(Beginning of Supplied records)

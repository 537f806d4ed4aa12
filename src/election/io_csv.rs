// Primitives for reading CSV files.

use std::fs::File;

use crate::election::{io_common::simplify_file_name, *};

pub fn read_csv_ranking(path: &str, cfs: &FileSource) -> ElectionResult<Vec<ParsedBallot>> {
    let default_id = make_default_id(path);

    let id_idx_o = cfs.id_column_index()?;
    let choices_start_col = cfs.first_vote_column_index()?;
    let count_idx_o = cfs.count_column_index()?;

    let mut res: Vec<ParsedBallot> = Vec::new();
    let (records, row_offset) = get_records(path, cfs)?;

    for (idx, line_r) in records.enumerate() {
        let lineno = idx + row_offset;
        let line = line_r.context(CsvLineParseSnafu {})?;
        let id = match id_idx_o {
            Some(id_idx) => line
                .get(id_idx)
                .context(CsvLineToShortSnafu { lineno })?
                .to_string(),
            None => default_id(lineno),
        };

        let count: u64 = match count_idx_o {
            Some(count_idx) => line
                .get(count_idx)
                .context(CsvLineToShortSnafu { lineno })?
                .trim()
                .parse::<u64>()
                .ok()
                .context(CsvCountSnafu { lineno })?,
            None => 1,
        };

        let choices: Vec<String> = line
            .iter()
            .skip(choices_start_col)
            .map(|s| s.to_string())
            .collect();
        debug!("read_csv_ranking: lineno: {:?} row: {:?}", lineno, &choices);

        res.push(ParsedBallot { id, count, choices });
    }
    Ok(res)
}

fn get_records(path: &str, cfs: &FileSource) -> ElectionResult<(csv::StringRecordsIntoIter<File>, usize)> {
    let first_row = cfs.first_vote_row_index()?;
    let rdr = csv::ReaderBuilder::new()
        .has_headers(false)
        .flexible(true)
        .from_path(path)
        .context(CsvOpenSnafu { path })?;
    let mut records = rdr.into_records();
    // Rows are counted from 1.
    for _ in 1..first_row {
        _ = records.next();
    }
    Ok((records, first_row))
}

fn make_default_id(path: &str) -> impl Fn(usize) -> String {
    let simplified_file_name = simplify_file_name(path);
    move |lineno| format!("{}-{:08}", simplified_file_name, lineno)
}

(End of Supplied records)

Work task: Retype the entries above exactly as they appear.

Problem solution:
repository 537f806d4ed4aa12
filename src/election/io_csv.rs
// Primitives for reading CSV files.

use std::fs::File;

use crate::election::{io_common::simplify_file_name, *};

pub fn read_csv_ranking(path: &str, cfs: &FileSource) -> ElectionResult<Vec<ParsedBallot>> {
    let default_id = make_default_id(path);

    let id_idx_o = cfs.id_column_index()?;
    let choices_start_col = cfs.first_vote_column_index()?;
    let count_idx_o = cfs.count_column_index()?;

    let mut res: Vec<ParsedBallot> = Vec::new();
    let (records, row_offset) = get_records(path, cfs)?;

    for (idx, line_r) in records.enumerate() {
        let lineno = idx + row_offset;
        let line = line_r.context(CsvLineParseSnafu {})?;
        let id = match id_idx_o {
            Some(id_idx) => line
                .get(id_idx)
                .context(CsvLineToShortSnafu { lineno })?
                .to_string(),
            None => default_id(lineno),
        };

        let count: u64 = match count_idx_o {
            Some(count_idx) => line
                .get(count_idx)
                .context(CsvLineToShortSnafu { lineno })?
                .trim()
                .parse::<u64>()
                .ok()
                .context(CsvCountSnafu { lineno })?,
            None => 1,
        };

        let choices: Vec<String> = line
            .iter()
            .skip(choices_start_col)
            .map(|s| s.to_string())
            .collect();
        debug!("read_csv_ranking: lineno: {:?} row: {:?}", lineno, &choices);

        res.push(ParsedBallot { id, count, choices });
    }
    Ok(res)
}

fn get_records(path: &str, cfs: &FileSource) -> ElectionResult<(csv::StringRecordsIntoIter<File>, usize)> {
    let first_row = cfs.first_vote_row_index()?;
    let rdr = csv::ReaderBuilder::new()
        .has_headers(false)
        .flexible(true)
        .from_path(path)
        .context(CsvOpenSnafu { path })?;
    let mut records = rdr.into_records();
    // Rows are counted from 1.
    for _ in 1..first_row {
        _ = records.next();
    }
    Ok((records, first_row))
}

fn make_default_id(path: &str) -> impl Fn(usize) -> String {
    let simplified_file_name = simplify_file_name(path);
    move |lineno| format!("{}-{:08}", simplified_file_name, lineno)
}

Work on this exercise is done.